Saturday, March 22, 2008

Wierd

All I can say is that today just feels wierd. Just wierd. I woke up with no aim in mind again. Very sad.

---I just discovered that my phone is failing me. The receiving party don't seem to be able to hear what I have said. This is totaly annoying. This phone is not even a full month old yet, it is giving me a hell lot of problem and even went through a single servicing. This proves a conjecture: The more versatile your phone is, the more compromise is given onto a phone's basic function- to make a call. Yeah. Nowadays, it is hard not to see a phone that has an integrated camera, that can play music, serve the net and play java games. What about the calling function? why is everyone neglecting that? Maybe in this modern society, the mundanes are being overlooked while the flamboyants are being underscored. Tragic.
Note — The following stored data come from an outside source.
//! Common types for dayload

use crate::error::{LoaderError, Result};
use serde::{Deserialize, Serialize};
use serde_json::Value;
use std::sync::Arc;

/// Body posted to the query endpoint
#[derive(Debug, Clone, Serialize)]
#[serde(rename_all = "camelCase")]
pub struct QueryRequest<'a> {
    pub query_key: &'a str,
    pub params: &'a Value,
}

/// Application-level envelope returned by the query endpoint
#[derive(Debug, Clone, PartialEq, Deserialize)]
#[serde(tag = "status", rename_all = "lowercase")]
pub enum QueryEnvelope {
    Success {
        #[serde(default)]
        data: Value,
    },
    Error {
        message: String,
    },
}

impl QueryEnvelope {
    pub fn into_result(self) -> Result<Value> {
        match self {
            Self::Success { data } => Ok(data),
            Self::Error { message } => Err(LoaderError::Server(message)),
        }
    }
}

/// Terminal status handed to callers
#[derive(Debug, Clone, Copy, PartialEq, Eq, Serialize, Deserialize)]
#[serde(rename_all = "lowercase")]
pub enum FetchStatus {
    Success,
    Error,
    Aborted,
}

/// Caller-facing `{status, data | message}` envelope
#[derive(Debug, Clone, PartialEq, Serialize, Deserialize)]
pub struct FetchResponse {
    pub status: FetchStatus,
    #[serde(skip_serializing_if = "Option::is_none")]
    pub data: Option<Value>,
    #[serde(skip_serializing_if = "Option::is_none")]
    pub message: Option<String>,
}

impl FetchResponse {
    pub fn is_success(&self) -> bool {
        self.status == FetchStatus::Success
    }
}

impl From<Result<Arc<Value>>> for FetchResponse {
    fn from(result: Result<Arc<Value>>) -> Self {
        match result {
            Ok(data) => Self {
                status: FetchStatus::Success,
                data: Some(Value::clone(&data)),
                message: None,
            },
            Err(LoaderError::Aborted) => Self {
                status: FetchStatus::Aborted,
                data: None,
                message: Some(LoaderError::Aborted.to_string()),
            },
            Err(e) => Self {
                status: FetchStatus::Error,
                data: None,
                message: Some(e.to_string()),
            },
        }
    }
}

/// Loader statistics
#[derive(Debug, Clone, Default, PartialEq, Serialize, Deserialize)]
pub struct LoaderStats {
    pub memory_hits: u64,
    pub store_hits: u64,
    pub misses: u64,
    pub dedup_joins: u64,
    pub network_calls: u64,
    pub retries: u64,
    pub failures: u64,
    pub aborts: u64,
    pub active_requests: usize,
    pub queued_requests: usize,
    pub in_flight: usize,
}

impl LoaderStats {
    /// Share of lookups served from either cache tier, in percent
    pub fn hit_rate(&self) -> f64 {
        let hits = self.memory_hits + self.store_hits;
        let total = hits + self.misses;
        if total == 0 {
            0.0
        } else {
            hits as f64 / total as f64 * 100.0
        }
    }
}

#[cfg(test)]
mod tests {
    use super::*;
    use serde_json::json;

    #[test]
    fn test_request_body_shape() {
        let params = json!([1, "a"]);
        let body = serde_json::to_value(QueryRequest {
            query_key: "getX",
            params: &params,
        })
        .unwrap();
        assert_eq!(body, json!({"queryKey": "getX", "params": [1, "a"]}));
    }

    #[test]
    fn test_envelope_success() {
        let env: QueryEnvelope = serde_json::from_str(r#"{"status":"success","data":42}"#).unwrap();
        assert_eq!(env.into_result().unwrap(), json!(42));
    }

    #[test]
    fn test_envelope_success_without_data() {
        let env: QueryEnvelope = serde_json::from_str(r#"{"status":"success"}"#).unwrap();
        assert_eq!(env.into_result().unwrap(), Value::Null);
    }

    #[test]
    fn test_envelope_error() {
        let env: QueryEnvelope =
            serde_json::from_str(r#"{"status":"error","message":"bad sql"}"#).unwrap();
        assert_eq!(
            env.into_result().unwrap_err(),
            LoaderError::Server("bad sql".into())
        );
    }

    #[test]
    fn test_envelope_unknown_status_rejected() {
        assert!(serde_json::from_str::<QueryEnvelope>(r#"{"status":"pending"}"#).is_err());
    }

    #[test]
    fn test_fetch_response_serialization() {
        let ok = FetchResponse::from(Ok(Arc::new(json!({"n": 1}))));
        assert_eq!(
            serde_json::to_value(&ok).unwrap(),
            json!({"status": "success", "data": {"n": 1}})
        );

        let aborted = FetchResponse::from(Err(LoaderError::Aborted));
        assert_eq!(aborted.status, FetchStatus::Aborted);

        let failed = FetchResponse::from(Err(LoaderError::Server("boom".into())));
        assert_eq!(failed.status, FetchStatus::Error);
        assert_eq!(failed.message.as_deref(), Some("Server error: boom"));
        assert!(!failed.is_success());
    }

    #[test]
    fn test_hit_rate() {
        let stats = LoaderStats {
            memory_hits: 2,
            store_hits: 1,
            misses: 1,
            ..Default::default()
        };
        assert_eq!(stats.hit_rate(), 75.0);
        assert_eq!(LoaderStats::default().hit_rate(), 0.0);
    }
}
Today's news is a long read. I was particularly captivated by the section on stem cell research. Is there a future for Singapore in it? I think very much so. Singapore can never almost never innovate something but is very capable of optimizing processes and procedures. Singapore can never be at the crest of the technological tide but we can always fall upon to improve on other people's idea. Stem cell researcg is actually quite a few decades old of reach arena. However, the promises that it could bring to the society hasn't quite materialise yet. Why? I must say stem cells research is a ethically sensitive realm of science. We are playing God; We are manupilating life. However, there are merits which deserves our attention. Things like Organ growth and even recreating tissues that are non-regeneratable. Our only wish is that these grand ideas don't fall ino the wrong hands, especially the monopoies of the world.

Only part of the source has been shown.